§ Activity
Please repeat every entry that follows, keeping each one exactly the same.

§ Available data
****
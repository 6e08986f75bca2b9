use chrono::{DateTime, Utc};
use serde::{Deserialize, Serialize};
use travelease_shared::{LineItem, Masked};
use uuid::Uuid;

/// Price breakdown shown next to the payment form
#[derive(Debug, Clone, Serialize, PartialEq)]
pub struct OrderSummary {
    pub lines: Vec<LineItem>,
    pub item_count: u64,
    pub subtotal: u64,
    pub taxes_and_fees: u64,
    pub total: u64,
    pub currency: String,
}

impl OrderSummary {
    /// Taxes and fees are `round(subtotal * tax_rate)`; a negative rate
    /// counts as zero. Amounts saturate at `u64::MAX`.
    pub fn from_lines(lines: &[LineItem], tax_rate: f64, currency: &str) -> Self {
        let subtotal = lines.iter().map(LineItem::line_total).fold(0, u64::saturating_add);
        let item_count: u64 = lines.iter().map(|line| u64::from(line.quantity)).sum();
        let taxes_and_fees = (subtotal as f64 * tax_rate.max(0.0)).round() as u64;

        Self {
            lines: lines.to_vec(),
            item_count,
            subtotal,
            taxes_and_fees,
            total: subtotal.saturating_add(taxes_and_fees),
            currency: currency.to_string(),
        }
    }

    pub fn is_empty(&self) -> bool {
        self.lines.is_empty()
    }
}

/// What the customer typed into the payment form
#[derive(Debug, Clone, Deserialize)]
pub struct PaymentDetails {
    pub cardholder_name: String,
    pub card_number: Masked<String>,
    pub expiry_date: String,
    pub cvv: Masked<String>,
}

/// Result of a successful checkout
#[derive(Debug, Clone, Serialize)]
pub struct BookingConfirmation {
    pub booking_id: Uuid,
    /// Short code quoted to the customer, e.g. `TE-20241220-1A2B3C4D`
    pub reference: String,
    pub payment_reference: String,
    pub customer_email: String,
    pub summary: OrderSummary,
    pub confirmed_at: DateTime<Utc>,
    pub message: String,
}

impl BookingConfirmation {
    pub const MESSAGE: &'static str = "Booking confirmed! Check your email for details.";

    pub fn new(
        booking_id: Uuid,
        payment_reference: String,
        customer_email: String,
        summary: OrderSummary,
    ) -> Self {
        let confirmed_at = Utc::now();
        Self {
            booking_id,
            reference: booking_reference(&booking_id, confirmed_at),
            payment_reference,
            customer_email,
            summary,
            confirmed_at,
            message: Self::MESSAGE.to_string(),
        }
    }
}

// Format: TE-{yyyymmdd}-{first 8 hex digits of the booking id}
fn booking_reference(booking_id: &Uuid, at: DateTime<Utc>) -> String {
    let short_id = &booking_id.simple().to_string()[..8];
    format!("TE-{}-{}", at.format("%Y%m%d"), short_id.to_uppercase())
}

#[cfg(test)]
mod tests {
    use super::*;
    use chrono::TimeZone;
    use travelease_shared::{BookableItem, ItemType};

    fn line(kind: ItemType, id: i64, price: u64, quantity: u32) -> LineItem {
        let mut line = LineItem::first(BookableItem::new(id, kind, price));
        line.quantity = quantity;
        line
    }

    #[test]
    fn test_summary_adds_ten_percent_taxes() {
        let lines = vec![line(ItemType::Flight, 1, 8999, 2)];
        let summary = OrderSummary::from_lines(&lines, 0.1, "INR");

        assert_eq!(summary.subtotal, 17998);
        assert_eq!(summary.taxes_and_fees, 1800);
        assert_eq!(summary.total, 19798);
        assert_eq!(summary.item_count, 2);
    }

    #[test]
    fn test_summary_rounds_half_up() {
        let lines = vec![line(ItemType::Hotel, 1, 15, 1)];
        let summary = OrderSummary::from_lines(&lines, 0.1, "INR");
        assert_eq!(summary.taxes_and_fees, 2);

        let lines = vec![line(ItemType::Hotel, 1, 14, 1)];
        let summary = OrderSummary::from_lines(&lines, 0.1, "INR");
        assert_eq!(summary.taxes_and_fees, 1);
    }

    #[test]
    fn test_empty_summary() {
        let summary = OrderSummary::from_lines(&[], 0.1, "INR");
        assert!(summary.is_empty());
        assert_eq!(summary.total, 0);

        let negative = OrderSummary::from_lines(&[line(ItemType::Flight, 1, 100, 1)], -0.5, "INR");
        assert_eq!(negative.total, 100);
    }

    #[test]
    fn test_summary_saturates_on_huge_prices() {
        let half = u64::MAX / 2 + 1;
        let lines = vec![line(ItemType::Flight, 1, half, 1), line(ItemType::Flight, 2, half, 1)];
        let summary = OrderSummary::from_lines(&lines, 0.1, "INR");

        assert_eq!(summary.subtotal, u64::MAX);
        assert!(summary.taxes_and_fees > 0);
        assert_eq!(summary.total, u64::MAX);
    }

    #[test]
    fn test_booking_reference_format() {
        let id = Uuid::parse_str("1a2b3c4d-0000-4000-8000-000000000000").unwrap();
        let at = Utc.with_ymd_and_hms(2024, 12, 20, 10, 0, 0).unwrap();
        assert_eq!(booking_reference(&id, at), "TE-20241220-1A2B3C4D");
    }
}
****
§ Exercise solution
repository 6e08986f75bca2b9
use chrono::{DateTime, Utc};
use serde::{Deserialize, Serialize};
use travelease_shared::{LineItem, Masked};
use uuid::Uuid;

/// Price breakdown shown next to the payment form
#[derive(Debug, Clone, Serialize, PartialEq)]
pub struct OrderSummary {
    pub lines: Vec<LineItem>,
    pub item_count: u64,
    pub subtotal: u64,
    pub taxes_and_fees: u64,
    pub total: u64,
    pub currency: String,
}

impl OrderSummary {
    /// Taxes and fees are `round(subtotal * tax_rate)`; a negative rate
    /// counts as zero. Amounts saturate at `u64::MAX`.
    pub fn from_lines(lines: &[LineItem], tax_rate: f64, currency: &str) -> Self {
        let subtotal = lines.iter().map(LineItem::line_total).fold(0, u64::saturating_add);
        let item_count: u64 = lines.iter().map(|line| u64::from(line.quantity)).sum();
        let taxes_and_fees = (subtotal as f64 * tax_rate.max(0.0)).round() as u64;

        Self {
            lines: lines.to_vec(),
            item_count,
            subtotal,
            taxes_and_fees,
            total: subtotal.saturating_add(taxes_and_fees),
            currency: currency.to_string(),
        }
    }

    pub fn is_empty(&self) -> bool {
        self.lines.is_empty()
    }
}

/// What the customer typed into the payment form
#[derive(Debug, Clone, Deserialize)]
pub struct PaymentDetails {
    pub cardholder_name: String,
    pub card_number: Masked<String>,
    pub expiry_date: String,
    pub cvv: Masked<String>,
}

/// Result of a successful checkout
#[derive(Debug, Clone, Serialize)]
pub struct BookingConfirmation {
    pub booking_id: Uuid,
    /// Short code quoted to the customer, e.g. `TE-20241220-1A2B3C4D`
    pub reference: String,
    pub payment_reference: String,
    pub customer_email: String,
    pub summary: OrderSummary,
    pub confirmed_at: DateTime<Utc>,
    pub message: String,
}

impl BookingConfirmation {
    pub const MESSAGE: &'static str = "Booking confirmed! Check your email for details.";

    pub fn new(
        booking_id: Uuid,
        payment_reference: String,
        customer_email: String,
        summary: OrderSummary,
    ) -> Self {
        let confirmed_at = Utc::now();
        Self {
            booking_id,
            reference: booking_reference(&booking_id, confirmed_at),
            payment_reference,
            customer_email,
            summary,
            confirmed_at,
            message: Self::MESSAGE.to_string(),
        }
    }
}

// Format: TE-{yyyymmdd}-{first 8 hex digits of the booking id}
fn booking_reference(booking_id: &Uuid, at: DateTime<Utc>) -> String {
    let short_id = &booking_id.simple().to_string()[..8];
    format!("TE-{}-{}", at.format("%Y%m%d"), short_id.to_uppercase())
}

#[cfg(test)]
mod tests {
    use super::*;
    use chrono::TimeZone;
    use travelease_shared::{BookableItem, ItemType};

    fn line(kind: ItemType, id: i64, price: u64, quantity: u32) -> LineItem {
        let mut line = LineItem::first(BookableItem::new(id, kind, price));
        line.quantity = quantity;
        line
    }

    #[test]
    fn test_summary_adds_ten_percent_taxes() {
        let lines = vec![line(ItemType::Flight, 1, 8999, 2)];
        let summary = OrderSummary::from_lines(&lines, 0.1, "INR");

        assert_eq!(summary.subtotal, 17998);
        assert_eq!(summary.taxes_and_fees, 1800);
        assert_eq!(summary.total, 19798);
        assert_eq!(summary.item_count, 2);
    }

    #[test]
    fn test_summary_rounds_half_up() {
        let lines = vec![line(ItemType::Hotel, 1, 15, 1)];
        let summary = OrderSummary::from_lines(&lines, 0.1, "INR");
        assert_eq!(summary.taxes_and_fees, 2);

        let lines = vec![line(ItemType::Hotel, 1, 14, 1)];
        let summary = OrderSummary::from_lines(&lines, 0.1, "INR");
        assert_eq!(summary.taxes_and_fees, 1);
    }

    #[test]
    fn test_empty_summary() {
        let summary = OrderSummary::from_lines(&[], 0.1, "INR");
        assert!(summary.is_empty());
        assert_eq!(summary.total, 0);

        let negative = OrderSummary::from_lines(&[line(ItemType::Flight, 1, 100, 1)], -0.5, "INR");
        assert_eq!(negative.total, 100);
    }

    #[test]
    fn test_summary_saturates_on_huge_prices() {
        let half = u64::MAX / 2 + 1;
        let lines = vec![line(ItemType::Flight, 1, half, 1), line(ItemType::Flight, 2, half, 1)];
        let summary = OrderSummary::from_lines(&lines, 0.1, "INR");

        assert_eq!(summary.subtotal, u64::MAX);
        assert!(summary.taxes_and_fees > 0);
        assert_eq!(summary.total, u64::MAX);
    }

    #[test]
    fn test_booking_reference_format() {
        let id = Uuid::parse_str("1a2b3c4d-0000-4000-8000-000000000000").unwrap();
        let at = Utc.with_ymd_and_hms(2024, 12, 20, 10, 0, 0).unwrap();
        assert_eq!(booking_reference(&id, at), "TE-20241220-1A2B3C4D");
    }
}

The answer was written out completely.